The data
<<<<
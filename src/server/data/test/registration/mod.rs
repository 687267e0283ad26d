use crate::server::{
    data::registration::RegistrationRepository,
    model::registration::{
        CreateRegistrationParam, RegistrationStatus, UpdateRegistrationParam,
    },
};
use chrono::NaiveDate;
use sea_orm::DbErr;
use test_utils::{builder::TestBuilder, factory};

mod create;
mod exists_by_event_and_scout;
mod find;
mod update;

fn create_params(scout_id: i32, event_id: i32) -> CreateRegistrationParam {
    CreateRegistrationParam {
        scout_id,
        event_id,
        note: "Vegetarian".to_string(),
        status: RegistrationStatus::Pending,
        registration_date: NaiveDate::from_ymd_opt(2025, 5, 1)
            .unwrap()
            .and_hms_opt(10, 30, 0)
            .unwrap(),
        account_id: "account-42".to_string(),
    }
}
use chrono::NaiveDate;

use crate::server::model::{
    event::CreateEventParam,
    scout::{Contact, CreateScoutParam},
};


fn date(year: i32, month: u32, day: u32) -> NaiveDate {
    NaiveDate::from_ymd_opt(year, month, day).unwrap()
}

fn john_doe(group_ids: Vec<i32>) -> CreateScoutParam {
    CreateScoutParam {
        name: "John Doe".to_string(),
        birth_date: date(2012, 5, 15),
        address: "Main Street 1, 12345 Springfield".to_string(),
        phone_number: "+49 123 456789".to_string(),
        health_insurance: "AOK".to_string(),
        allergy_info: "None".to_string(),
        vaccination_info: "Complete".to_string(),
        contacts: vec![Contact {
            name: "Jane Doe".to_string(),
            phone_number: "+49 987 654321".to_string(),
            email: "jane.doe@example.com".to_string(),
            relationship: "Mother".to_string(),
        }],
        group_ids,
        last_updated: NaiveDate::MIN,
    }
}

fn emma_smith(group_ids: Vec<i32>) -> CreateScoutParam {
    CreateScoutParam {
        name: "Emma Smith".to_string(),
        birth_date: date(2013, 9, 2),
        address: "Oak Avenue 7, 12345 Springfield".to_string(),
        phone_number: String::new(),
        health_insurance: "TK".to_string(),
        allergy_info: "Pollen".to_string(),
        vaccination_info: String::new(),
        contacts: vec![
            Contact {
                name: "Robert Smith".to_string(),
                phone_number: "+49 555 1234".to_string(),
                email: String::new(),
                relationship: "Father".to_string(),
            },
            Contact {
                name: "Anna Smith".to_string(),
                phone_number: "+49 555 5678".to_string(),
                email: "anna@example.com".to_string(),
                relationship: "Mother".to_string(),
            },
        ],
        group_ids,
        last_updated: NaiveDate::MIN,
    }
}

fn summer_camp(group_ids: Vec<i32>) -> CreateEventParam {
    CreateEventParam {
        name: "Summer Camp".to_string(),
        start_date: date(2025, 7, 15),
        end_date: date(2025, 7, 22),
        meeting_point: "Scout Hall".to_string(),
        location: "Lake Campground".to_string(),
        group_ids,
        cost: "150 EUR".to_string(),
        additional_info: "Bring sleeping bag".to_string(),
    }
}

fn hiking_trip(group_ids: Vec<i32>) -> CreateEventParam {
    CreateEventParam {
        name: "Hiking Trip".to_string(),
        start_date: date(2025, 9, 6),
        end_date: date(2025, 9, 7),
        meeting_point: "Train Station".to_string(),
        location: "Black Forest".to_string(),
        group_ids,
        cost: "30 EUR".to_string(),
        additional_info: String::new(),
    }
}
>>>>
About this task
Select the lines in this material that hold the word "Mother", leaving none out.

Final answer
            relationship: "Mother".to_string(),
                relationship: "Mother".to_string(),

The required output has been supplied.